You can use these data to correlate with changes in the microbiome—not mandatory, but highly recommended. It’s always exciting to see how your variables align with shifts in the microbiome. Understanding these relationships can add depth to your findings and make your analysis far more insightful.

env_data_16S <- read_csv("path/env_data.csv")
colnames(env_data_16S)[colnames(env_data_16S) == "SampleID"] <- "" # Remove the column name for "Feature ID" in sample_info_16S
env_data_16S <- as.data.frame(env_data_16S)
head(env_data_16S)
class(env_data_16S)
Have you checked everything? Once you’ve completed Steps 1, 2, 3, and 5, don’t forget to test your data. This step is already included in the steps above, but consider this your friendly nudge to double-check everything before diving deeper. It’s like tuning an instrument before the big performance—small adjustments now ensure harmony later!
class(taxonomy_table_16S) # example for checking taxonomy table
head(rownames(taxonomy_table_16s))
head(rownames(sample_info_16S))
head(rownames(otu_table_16S))

✅ Make sure the objects have the correct class after import:

  • For the files you obtained from steps 1, 2, 3, and 5, the output should be: [1] "data.frame" and
  • For the file you obtained from step 4, the output should be: [1] "phylo"

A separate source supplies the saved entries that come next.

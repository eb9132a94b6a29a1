/// Append-only, causally threaded audit log
///
/// Events are never updated; they disappear only when their workflow or organization
/// is deleted. Execution events carry an explicit `(execution_id, phase)` index so a
/// thread can be rebuilt without scanning parent links. A START without a completion
/// is the permanent `Pending` state, not an error.

use crate::error::Result;
use crate::repository::Repository;
use chrono::{DateTime, Utc};
use serde::{Deserialize, Serialize};
use serde_json::{json, Value};
use std::sync::Arc;
use uuid::Uuid;

#[derive(Debug, Clone, Copy, PartialEq, Eq, Hash, Serialize, Deserialize)]
#[serde(rename_all = "SCREAMING_SNAKE_CASE")]
pub enum AuditAction {
    Created,
    Updated,
    Approved,
    Deployed,
    Paused,
    Resumed,
    ExecutionStart,
    ExecutionSuccess,
    ExecutionFailed,
}

impl AuditAction {
    pub fn as_str(&self) -> &'static str {
        match self {
            AuditAction::Created => "CREATED",
            AuditAction::Updated => "UPDATED",
            AuditAction::Approved => "APPROVED",
            AuditAction::Deployed => "DEPLOYED",
            AuditAction::Paused => "PAUSED",
            AuditAction::Resumed => "RESUMED",
            AuditAction::ExecutionStart => "EXECUTION_START",
            AuditAction::ExecutionSuccess => "EXECUTION_SUCCESS",
            AuditAction::ExecutionFailed => "EXECUTION_FAILED",
        }
    }

    pub fn parse(value: &str) -> Option<Self> {
        let action = match value {
            "CREATED" => AuditAction::Created,
            "UPDATED" => AuditAction::Updated,
            "APPROVED" => AuditAction::Approved,
            "DEPLOYED" => AuditAction::Deployed,
            "PAUSED" => AuditAction::Paused,
            "RESUMED" => AuditAction::Resumed,
            "EXECUTION_START" => AuditAction::ExecutionStart,
            "EXECUTION_SUCCESS" => AuditAction::ExecutionSuccess,
            "EXECUTION_FAILED" => AuditAction::ExecutionFailed,
            _ => return None,
        };
        Some(action)
    }

    pub fn phase(&self) -> Option<ExecutionPhase> {
        match self {
            AuditAction::ExecutionStart => Some(ExecutionPhase::Start),
            AuditAction::ExecutionSuccess => Some(ExecutionPhase::Success),
            AuditAction::ExecutionFailed => Some(ExecutionPhase::Failed),
            _ => None,
        }
    }
}

#[derive(Debug, Clone, Copy, PartialEq, Eq, Hash, Serialize, Deserialize)]
#[serde(rename_all = "lowercase")]
pub enum ExecutionPhase {
    Start,
    Success,
    Failed,
}

impl ExecutionPhase {
    pub fn as_str(&self) -> &'static str {
        match self {
            ExecutionPhase::Start => "start",
            ExecutionPhase::Success => "success",
            ExecutionPhase::Failed => "failed",
        }
    }
}

#[derive(Debug, Clone, PartialEq, Serialize, Deserialize)]
#[serde(rename_all = "camelCase")]
pub struct AuditEvent {
    pub id: String,
    pub parent_id: Option<String>,
    pub organization_id: String,
    pub workflow_id: Option<String>,
    pub action: AuditAction,
    pub actor_id: String,
    pub payload: Value,
    /// Set for execution events only
    pub execution_id: Option<String>,
    pub timestamp: DateTime<Utc>,
}

impl AuditEvent {
    pub fn new(
        organization_id: &str,
        workflow_id: Option<&str>,
        action: AuditAction,
        actor_id: &str,
    ) -> Self {
        Self {
            id: Uuid::new_v4().to_string(),
            parent_id: None,
            organization_id: organization_id.to_string(),
            workflow_id: workflow_id.map(str::to_string),
            action,
            actor_id: actor_id.to_string(),
            payload: json!({}),
            execution_id: None,
            timestamp: Utc::now(),
        }
    }

    /// Lifecycle transition with `{previousStatus, newStatus}` merged into the payload
    pub fn transition(
        organization_id: &str,
        workflow_id: &str,
        action: AuditAction,
        actor_id: &str,
        previous_status: &str,
        new_status: &str,
    ) -> Self {
        Self::new(organization_id, Some(workflow_id), action, actor_id).with_payload(json!({
            "previousStatus": previous_status,
            "newStatus": new_status,
        }))
    }

    /// Merge object fields into the payload; non-object values replace it
    pub fn with_payload(mut self, payload: Value) -> Self {
        match (&mut self.payload, payload) {
            (Value::Object(existing), Value::Object(extra)) => existing.extend(extra),
            (slot, other) => *slot = other,
        }
        self
    }

    pub fn with_parent(mut self, parent_id: impl Into<String>) -> Self {
        self.parent_id = Some(parent_id.into());
        self
    }

    pub fn for_execution(mut self, execution_id: impl Into<String>) -> Self {
        self.execution_id = Some(execution_id.into());
        self
    }

    pub fn phase(&self) -> Option<ExecutionPhase> {
        self.action.phase()
    }
}

/// Status reported by the engine for one execution
#[derive(Debug, Clone, Copy, PartialEq, Eq, Serialize, Deserialize)]
#[serde(rename_all = "lowercase")]
pub enum ExecutionStatus {
    #[serde(alias = "started", alias = "start", alias = "waiting")]
    Running,
    #[serde(alias = "succeeded", alias = "completed")]
    Success,
    #[serde(alias = "error", alias = "failed", alias = "crashed", alias = "canceled")]
    Failure,
}

impl ExecutionStatus {
    fn action(&self) -> AuditAction {
        match self {
            ExecutionStatus::Running => AuditAction::ExecutionStart,
            ExecutionStatus::Success => AuditAction::ExecutionSuccess,
            ExecutionStatus::Failure => AuditAction::ExecutionFailed,
        }
    }
}

/// Callback body posted by the engine
#[derive(Debug, Clone, PartialEq, Serialize, Deserialize)]
#[serde(rename_all = "camelCase")]
pub struct ExecutionReport {
    pub status: ExecutionStatus,
    pub execution_id: String,
    #[serde(default, skip_serializing_if = "Option::is_none")]
    pub error: Option<String>,
}

#[derive(Debug, Clone, Copy, PartialEq, Eq, Serialize)]
#[serde(rename_all = "lowercase")]
pub enum ThreadState {
    Pending,
    Succeeded,
    Failed,
}

#[derive(Debug, Clone, PartialEq, Serialize)]
pub struct ExecutionThread {
    pub start: AuditEvent,
    pub completion: Option<AuditEvent>,
}

impl ExecutionThread {
    pub fn state(&self) -> ThreadState {
        match self.completion.as_ref().and_then(AuditEvent::phase) {
            Some(ExecutionPhase::Success) => ThreadState::Succeeded,
            Some(ExecutionPhase::Failed) => ThreadState::Failed,
            _ => ThreadState::Pending,
        }
    }
}

pub const SYSTEM_ACTOR: &str = "system";

/// Write/read facade over the audit tables
#[derive(Clone)]
pub struct AuditTrail {
    repository: Arc<dyn Repository>,
}

impl AuditTrail {
    pub fn new(repository: Arc<dyn Repository>) -> Self {
        Self { repository }
    }

    /// Append one event and return its id
    pub async fn record(&self, event: AuditEvent) -> Result<String> {
        self.repository.insert_audit_event(&event).await?;
        tracing::debug!("📝 Audit {} recorded for org {}", event.action.as_str(), event.organization_id);
        Ok(event.id)
    }

    /// Record an engine execution callback, threading completions under their START.
    ///
    /// The START row is always persisted (or found) before a child referencing it is
    /// written. Each (workflow, execution, phase) slot holds one event, so repeated or
    /// concurrent callbacks for the same phase return the stored event id.
    pub async fn record_execution(
        &self,
        organization_id: &str,
        workflow_id: &str,
        report: &ExecutionReport,
    ) -> Result<String> {
        let action = report.status.action();

        let mut payload = json!({ "executionId": report.execution_id });
        if let Some(error) = &report.error {
            payload["errorMessage"] = json!(error);
        }

        if action == AuditAction::ExecutionStart {
            let start = AuditEvent::new(organization_id, Some(workflow_id), action, SYSTEM_ACTOR)
                .for_execution(&report.execution_id)
                .with_payload(payload);
            return self.repository.insert_execution_event(&start).await;
        }

        let start_id = match self
            .repository
            .find_execution_event(workflow_id, &report.execution_id, ExecutionPhase::Start)
            .await?
        {
            Some(start) => start.id,
            None => {
                tracing::debug!(
                    "🧵 No START for execution {}, recording one before its completion",
                    report.execution_id
                );
                let start = AuditEvent::new(
                    organization_id,
                    Some(workflow_id),
                    AuditAction::ExecutionStart,
                    SYSTEM_ACTOR,
                )
                .for_execution(&report.execution_id)
                .with_payload(json!({ "executionId": report.execution_id, "synthesized": true }));
                // a START that landed meanwhile wins the slot and its id comes back
                self.repository.insert_execution_event(&start).await?
            }
        };

        let completion = AuditEvent::new(organization_id, Some(workflow_id), action, SYSTEM_ACTOR)
            .for_execution(&report.execution_id)
            .with_parent(start_id)
            .with_payload(payload);
        self.repository.insert_execution_event(&completion).await
    }

    /// Rebuild an execution thread of a workflow from the phase index
    pub async fn execution_thread(
        &self,
        workflow_id: &str,
        execution_id: &str,
    ) -> Result<Option<ExecutionThread>> {
        let Some(start) = self
            .repository
            .find_execution_event(workflow_id, execution_id, ExecutionPhase::Start)
            .await?
        else {
            return Ok(None);
        };

        let mut completion = self
            .repository
            .find_execution_event(workflow_id, execution_id, ExecutionPhase::Success)
            .await?;
        if completion.is_none() {
            completion = self
                .repository
                .find_execution_event(workflow_id, execution_id, ExecutionPhase::Failed)
                .await?;
        }

        Ok(Some(ExecutionThread { start, completion }))
    }

    /// All events of a workflow, oldest first
    pub async fn workflow_history(&self, workflow_id: &str) -> Result<Vec<AuditEvent>> {
        self.repository.list_audit_events(workflow_id).await
    }
}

If everything looks good with the taxonomy table and Feature.ID has been successfully set as the row names, we’re ready to move on and create the micro table! 🚀.

However, if something doesn’t look right, don’t ignore it. It’s important to troubleshoot and resolve any issues with the table before proceeding. Most of the issues arise from the incorrect recognition fof row names and column headers.

Using rownames(your_data_frame) and colnames(your_data_frame) is very helpful for checking and assigning the correct identifiers. You can assign row names from a specific column by using rownames(your_data_frame) <- your_data_frame$CorrectHeader.

It is important that the column name (CorrectHeader) is exactly correct, including capitalization or any special characters, to ensure the row assignments are accurate.